-------- Data listing

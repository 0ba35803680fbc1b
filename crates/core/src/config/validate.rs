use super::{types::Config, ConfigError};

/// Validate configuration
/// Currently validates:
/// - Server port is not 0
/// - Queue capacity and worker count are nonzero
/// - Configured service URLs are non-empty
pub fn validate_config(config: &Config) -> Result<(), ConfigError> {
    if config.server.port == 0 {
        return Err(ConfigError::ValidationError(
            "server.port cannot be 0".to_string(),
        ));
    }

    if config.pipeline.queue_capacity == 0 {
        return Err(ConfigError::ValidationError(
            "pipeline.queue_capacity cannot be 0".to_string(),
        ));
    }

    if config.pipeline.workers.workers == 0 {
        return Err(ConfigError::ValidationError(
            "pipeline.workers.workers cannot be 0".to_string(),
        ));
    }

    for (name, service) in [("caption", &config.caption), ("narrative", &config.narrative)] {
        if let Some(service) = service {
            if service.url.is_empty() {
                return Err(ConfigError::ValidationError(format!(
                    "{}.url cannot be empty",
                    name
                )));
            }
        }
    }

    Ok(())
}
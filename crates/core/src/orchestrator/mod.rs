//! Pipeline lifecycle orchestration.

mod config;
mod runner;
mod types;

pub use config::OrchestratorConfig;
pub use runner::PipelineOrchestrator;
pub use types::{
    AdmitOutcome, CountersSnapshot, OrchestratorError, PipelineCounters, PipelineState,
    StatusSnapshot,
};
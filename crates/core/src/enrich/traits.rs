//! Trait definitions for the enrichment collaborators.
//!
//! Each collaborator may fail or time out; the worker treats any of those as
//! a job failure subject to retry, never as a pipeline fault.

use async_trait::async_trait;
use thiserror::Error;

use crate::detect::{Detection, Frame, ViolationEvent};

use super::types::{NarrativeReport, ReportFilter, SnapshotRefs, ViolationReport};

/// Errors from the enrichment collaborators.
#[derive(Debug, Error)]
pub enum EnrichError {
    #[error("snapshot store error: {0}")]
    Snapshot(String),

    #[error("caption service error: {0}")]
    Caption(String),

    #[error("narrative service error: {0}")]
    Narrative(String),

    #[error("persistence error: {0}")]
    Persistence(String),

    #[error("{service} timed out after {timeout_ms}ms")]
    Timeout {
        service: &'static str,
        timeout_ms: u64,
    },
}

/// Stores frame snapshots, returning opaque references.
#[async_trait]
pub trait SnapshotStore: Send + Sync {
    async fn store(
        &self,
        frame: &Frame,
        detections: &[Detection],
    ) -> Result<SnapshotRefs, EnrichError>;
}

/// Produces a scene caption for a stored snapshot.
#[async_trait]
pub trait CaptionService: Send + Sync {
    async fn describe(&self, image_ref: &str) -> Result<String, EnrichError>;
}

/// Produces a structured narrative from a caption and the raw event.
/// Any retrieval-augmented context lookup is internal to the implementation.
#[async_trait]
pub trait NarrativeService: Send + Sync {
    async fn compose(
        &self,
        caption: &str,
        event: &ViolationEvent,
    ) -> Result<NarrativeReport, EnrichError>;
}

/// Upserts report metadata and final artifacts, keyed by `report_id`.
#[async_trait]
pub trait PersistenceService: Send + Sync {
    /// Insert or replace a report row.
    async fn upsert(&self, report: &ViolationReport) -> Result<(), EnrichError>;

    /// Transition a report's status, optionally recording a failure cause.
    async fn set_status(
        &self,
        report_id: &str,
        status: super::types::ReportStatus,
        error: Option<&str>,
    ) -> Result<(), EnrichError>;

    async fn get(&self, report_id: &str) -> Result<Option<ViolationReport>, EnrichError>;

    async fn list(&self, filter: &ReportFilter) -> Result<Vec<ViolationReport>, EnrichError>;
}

----------------

From the line containing "pub trait PersistenceService: Send" to the final line of the data, repeat each line exactly. Include both ends.

pub trait PersistenceService: Send + Sync {
    /// Insert or replace a report row.
    async fn upsert(&self, report: &ViolationReport) -> Result<(), EnrichError>;

    /// Transition a report's status, optionally recording a failure cause.
    async fn set_status(
        &self,
        report_id: &str,
        status: super::types::ReportStatus,
        error: Option<&str>,
    ) -> Result<(), EnrichError>;

    async fn get(&self, report_id: &str) -> Result<Option<ViolationReport>, EnrichError>;

    async fn list(&self, filter: &ReportFilter) -> Result<Vec<ViolationReport>, EnrichError>;
}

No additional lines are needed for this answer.